On the stills, I suppose we are generally looking at carp and perhaps rudd for surface fishing. I know it’s traditional to follow the wind in carping circles but in my experience, the secluded bays and water sheltered by islands, for example, are where you will find most fish close to the surface in the early part of the summer. Give me a nice warm day with little wind and it’s worth looking for carp and rudd, of course, in those secluded little back waters. What are they doing there? In all probability they are feeding on naturals. If the water is shallow, they might well be browsing on invertebrates and blood worms but they will still have half an eye on anything that might be happening on the surface. What will be on their minds are hatching flies, perhaps caddis of one sort or another.

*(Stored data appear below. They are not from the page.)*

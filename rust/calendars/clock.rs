use chrono::Utc;
use std::sync::Arc;

use crate::calendars::instant::CalendarInstant;

/// Source of the current instant.
///
/// Engines read the clock once per operation, so every offset inside one result is measured
/// from the same `now`.
pub trait Clock {
    fn now(&self) -> CalendarInstant;
}

/// Reads the system clock in UTC.
#[derive(Debug, Default, Copy, Clone)]
pub struct SystemClock;

impl Clock for SystemClock {
    fn now(&self) -> CalendarInstant {
        CalendarInstant::from_utc(Utc::now())
    }
}

/// Always returns the same instant.
#[derive(Debug, Copy, Clone, PartialEq)]
pub struct FixedClock {
    instant: CalendarInstant,
}

impl FixedClock {
    pub fn new(instant: CalendarInstant) -> Self {
        FixedClock { instant }
    }
}

impl Clock for FixedClock {
    fn now(&self) -> CalendarInstant {
        self.instant
    }
}

impl<T: Clock + ?Sized> Clock for &T {
    fn now(&self) -> CalendarInstant {
        (**self).now()
    }
}

impl<T: Clock + ?Sized> Clock for Arc<T> {
    fn now(&self) -> CalendarInstant {
        (**self).now()
    }
}

impl<T: Clock + ?Sized> Clock for Box<T> {
    fn now(&self) -> CalendarInstant {
        (**self).now()
    }
}
use crate::types::RuleCategory;
use anyhow::{bail, Context, Result};
use serde::{Deserialize, Serialize};
use std::collections::HashMap;
use std::fs;
use std::path::Path;

// Default value functions for serde
fn default_true() -> bool {
    true
}

fn default_max_iterations() -> usize {
    10 // passes before a document is reported as non-converging
}

fn default_max_blank_lines() -> usize {
    1
}

fn default_fence_language() -> String {
    "text".to_string()
}

/// Canonical rule order. BlankRunCollapse runs on both sides of the
/// insertion rules.
pub const STANDARD_PIPELINE: [&str; 10] = [
    "TrailingWhitespaceTrim",
    "BlankRunCollapse",
    "HeadingBlankLineEnsure",
    "ListBlankLineEnsure",
    "ListInternalBlankLineRemoval",
    "CodeBlockBlankLineEnsure",
    "CodeFenceLanguageTag",
    "TableBlankLineEnsure",
    "BlankRunCollapse",
    "FinalNewlineEnsure",
];

/// Built-in rule selections. Each one stands in for a fixer variant that
/// used to be maintained as its own script.
#[derive(Debug, Clone, Copy, PartialEq, Eq, Hash, Default, Serialize, Deserialize)]
#[serde(rename_all = "kebab-case")]
pub enum Preset {
    /// Every rule, at most one blank line between blocks
    #[default]
    Full,
    /// Every rule, up to two blank lines between blocks
    Relaxed,
    /// Whitespace trimming, blank-run collapsing and EOF only
    BlankLines,
    /// List spacing and tightening only
    Lists,
}

impl Preset {
    pub const ALL: [Preset; 4] = [Preset::Full, Preset::Relaxed, Preset::BlankLines, Preset::Lists];

    pub fn as_str(&self) -> &'static str {
        match self {
            Preset::Full => "full",
            Preset::Relaxed => "relaxed",
            Preset::BlankLines => "blank-lines",
            Preset::Lists => "lists",
        }
    }

    pub fn description(&self) -> &'static str {
        match self {
            Preset::Full => "all structural rules, at most one blank line between blocks",
            Preset::Relaxed => "all structural rules, up to two blank lines between blocks",
            Preset::BlankLines => "trailing whitespace, blank-line runs and final newline only",
            Preset::Lists => "blank lines around lists and tight list items only",
        }
    }
}

impl std::fmt::Display for Preset {
    fn fmt(&self, f: &mut std::fmt::Formatter<'_>) -> std::fmt::Result {
        f.write_str(self.as_str())
    }
}

impl std::str::FromStr for Preset {
    type Err = String;

    fn from_str(s: &str) -> std::result::Result<Self, Self::Err> {
        Preset::ALL
            .iter()
            .copied()
            .find(|p| p.as_str().eq_ignore_ascii_case(s.trim()))
            .ok_or_else(|| format!("unknown preset '{s}' (expected full, relaxed, blank-lines or lists)"))
    }
}

#[derive(Debug, Clone, PartialEq, Serialize, Deserialize)]
pub struct NormalizerConfig {
    /// Preset this config was derived from (used as the ConfigManager key)
    #[serde(default)]
    pub preset: Preset,
    /// RuleEngine iteration cap
    #[serde(default = "default_max_iterations")]
    pub max_iterations: usize,
    /// Longest allowed run of blank lines
    #[serde(default = "default_max_blank_lines")]
    pub max_blank_lines: usize,
    /// Token appended to bare opening fences
    #[serde(default = "default_fence_language")]
    pub fence_language: String,
    /// Pipeline configuration - defines which rules to run and in what order
    #[serde(default)]
    pub pipeline: PipelineConfig,
    /// Whole rule categories to skip regardless of the pipeline
    #[serde(default)]
    pub disabled_categories: Vec<RuleCategory>,
    /// Which files a directory walk picks up
    #[serde(default)]
    pub discovery: DiscoveryConfig,
    /// Worker threads for batch runs (0 = available parallelism)
    #[serde(default)]
    pub workers: usize,
}

#[derive(Debug, Clone, PartialEq, Serialize, Deserialize)]
pub struct PipelineConfig {
    /// List of rules to run in order
    pub rules: Vec<RuleConfig>,
}

#[derive(Debug, Clone, PartialEq, Serialize, Deserialize)]
pub struct RuleConfig {
    /// Name of the rule
    pub name: String,
    /// Whether this rule is enabled
    #[serde(default = "default_true")]
    pub enabled: bool,
}

impl PipelineConfig {
    pub fn from_names(names: &[&str]) -> Self {
        Self {
            rules: names
                .iter()
                .map(|name| RuleConfig {
                    name: name.to_string(),
                    enabled: true,
                })
                .collect(),
        }
    }
}

impl Default for PipelineConfig {
    fn default() -> Self {
        Self::from_names(&STANDARD_PIPELINE)
    }
}

#[derive(Debug, Clone, PartialEq, Serialize, Deserialize)]
pub struct DiscoveryConfig {
    /// File extensions (without dot) treated as Markdown
    #[serde(default = "default_extensions")]
    pub extensions: Vec<String>,
    /// Directory names never descended into
    #[serde(default = "default_exclude_dirs")]
    pub exclude_dirs: Vec<String>,
    #[serde(default)]
    pub include_hidden: bool,
    #[serde(default)]
    pub follow_links: bool,
}

fn default_extensions() -> Vec<String> {
    vec!["md".to_string(), "markdown".to_string()]
}

fn default_exclude_dirs() -> Vec<String> {
    vec![
        ".git".to_string(),
        "node_modules".to_string(),
        "target".to_string(),
    ]
}

impl Default for DiscoveryConfig {
    fn default() -> Self {
        Self {
            extensions: default_extensions(),
            exclude_dirs: default_exclude_dirs(),
            include_hidden: false,
            follow_links: false,
        }
    }
}

impl Default for NormalizerConfig {
    fn default() -> Self {
        Self {
            preset: Preset::Full,
            max_iterations: default_max_iterations(),
            max_blank_lines: default_max_blank_lines(),
            fence_language: default_fence_language(),
            pipeline: PipelineConfig::default(),
            disabled_categories: Vec::new(),
            discovery: DiscoveryConfig::default(),
            workers: 0,
        }
    }
}

impl NormalizerConfig {
    /// Load config from a YAML file and validate it
    pub fn load_from_file(path: &Path) -> Result<Self> {
        let content = fs::read_to_string(path)
            .with_context(|| format!("reading config {}", path.display()))?;
        let config: NormalizerConfig = serde_yaml::from_str(&content)
            .with_context(|| format!("parsing config {}", path.display()))?;
        config.validate()?;
        Ok(config)
    }

    /// Load config with fallback to default
    pub fn load_with_fallback(path: Option<&Path>) -> Self {
        match path {
            Some(p) => Self::load_from_file(p).unwrap_or_else(|e| {
                tracing::warn!("failed to load config from {}: {e:#}; using defaults", p.display());
                Self::default()
            }),
            None => Self::default(),
        }
    }

    /// Reject settings the engine cannot converge with
    pub fn validate(&self) -> Result<()> {
        if self.max_iterations == 0 {
            bail!("max_iterations must be at least 1");
        }
        if self.max_blank_lines == 0 {
            bail!("max_blank_lines must be at least 1 (blank-line insertion rules would never settle)");
        }
        let lang = &self.fence_language;
        if lang.is_empty() || lang.contains(|c: char| c.is_whitespace() || c == '`') {
            bail!("fence_language must be a single token without whitespace or backticks, got {lang:?}");
        }
        Ok(())
    }

    pub fn is_rule_enabled(&self, rule: &RuleConfig, category: RuleCategory) -> bool {
        rule.enabled && !self.disabled_categories.contains(&category)
    }
}

#[derive(Debug, Clone)]
pub struct ConfigManager {
    configs: HashMap<Preset, NormalizerConfig>,
    default_config: NormalizerConfig,
}

impl ConfigManager {
    pub fn new() -> Result<Self> {
        let mut manager = Self {
            configs: HashMap::new(),
            default_config: NormalizerConfig::default(),
        };

        // Load built-in configs
        manager.load_builtin_configs()?;

        Ok(manager)
    }

    pub fn get_config(&self, preset: &Preset) -> &NormalizerConfig {
        self.configs.get(preset).unwrap_or(&self.default_config)
    }

    /// A file config replaces the built-in entry for its preset
    pub fn load_config_from_file(&mut self, path: &Path) -> Result<&NormalizerConfig> {
        let config = NormalizerConfig::load_from_file(path)?;
        let preset = config.preset;
        self.configs.insert(preset, config);
        Ok(self.get_config(&preset))
    }

    fn load_builtin_configs(&mut self) -> Result<()> {
        self.configs.insert(Preset::Full, NormalizerConfig::default());

        // Two blank lines allowed, everything else as full
        let relaxed = NormalizerConfig {
            preset: Preset::Relaxed,
            max_blank_lines: 2,
            ..NormalizerConfig::default()
        };
        self.configs.insert(Preset::Relaxed, relaxed);

        let blank_lines = NormalizerConfig {
            preset: Preset::BlankLines,
            pipeline: PipelineConfig::from_names(&[
                "TrailingWhitespaceTrim",
                "BlankRunCollapse",
                "FinalNewlineEnsure",
            ]),
            ..NormalizerConfig::default()
        };
        self.configs.insert(Preset::BlankLines, blank_lines);

        let lists = NormalizerConfig {
            preset: Preset::Lists,
            pipeline: PipelineConfig::from_names(&[
                "ListBlankLineEnsure",
                "ListInternalBlankLineRemoval",
                "FinalNewlineEnsure",
            ]),
            ..NormalizerConfig::default()
        };
        self.configs.insert(Preset::Lists, lists);

        for config in self.configs.values() {
            config.validate()?;
        }
        Ok(())
    }
}

impl Default for ConfigManager {
    fn default() -> Self {
        Self::new().expect("built-in presets are valid")
    }
}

However, they will also be aware of any food you might introduce and floating pellets are about as good as anything.

Surface baits on rivers

On the rivers, from June 16th, chub are very vulnerable to a surface bait. That’s partly because they are still in shallow water after spawning and voraciously hungry. Probably the best tried technique is simply allowing flotillas of pieces of crust to trundle off downstream, especially along shallow gravels. Almost certainly, if chub are present, they will begin to show interest. I have often caught chub on floating crust at a distance of eighty yards plus. It’s quite a task getting a big fish back that distance in quick, shallow water, believe me.

Try a Popper for Chub

Perhaps the ultimate in excitement is fishing for these shallow water chub on the surface with an artificial popper and fly gear. It’s exactly the same technique as I use down in Spain for black bass. I like a popper about two or three inches long and I’ll cast it into the slower water and then retrieve it with jerky, fast pops. Chub will almost always come to investigate and they will often follow the popper for a yard or two before making their mind up. When they take, it’s explosive and the fight on a five-weight trout outfit is something you will remember.

Fishing on the surface can be an exciting and effective tactic for many species – give it a go!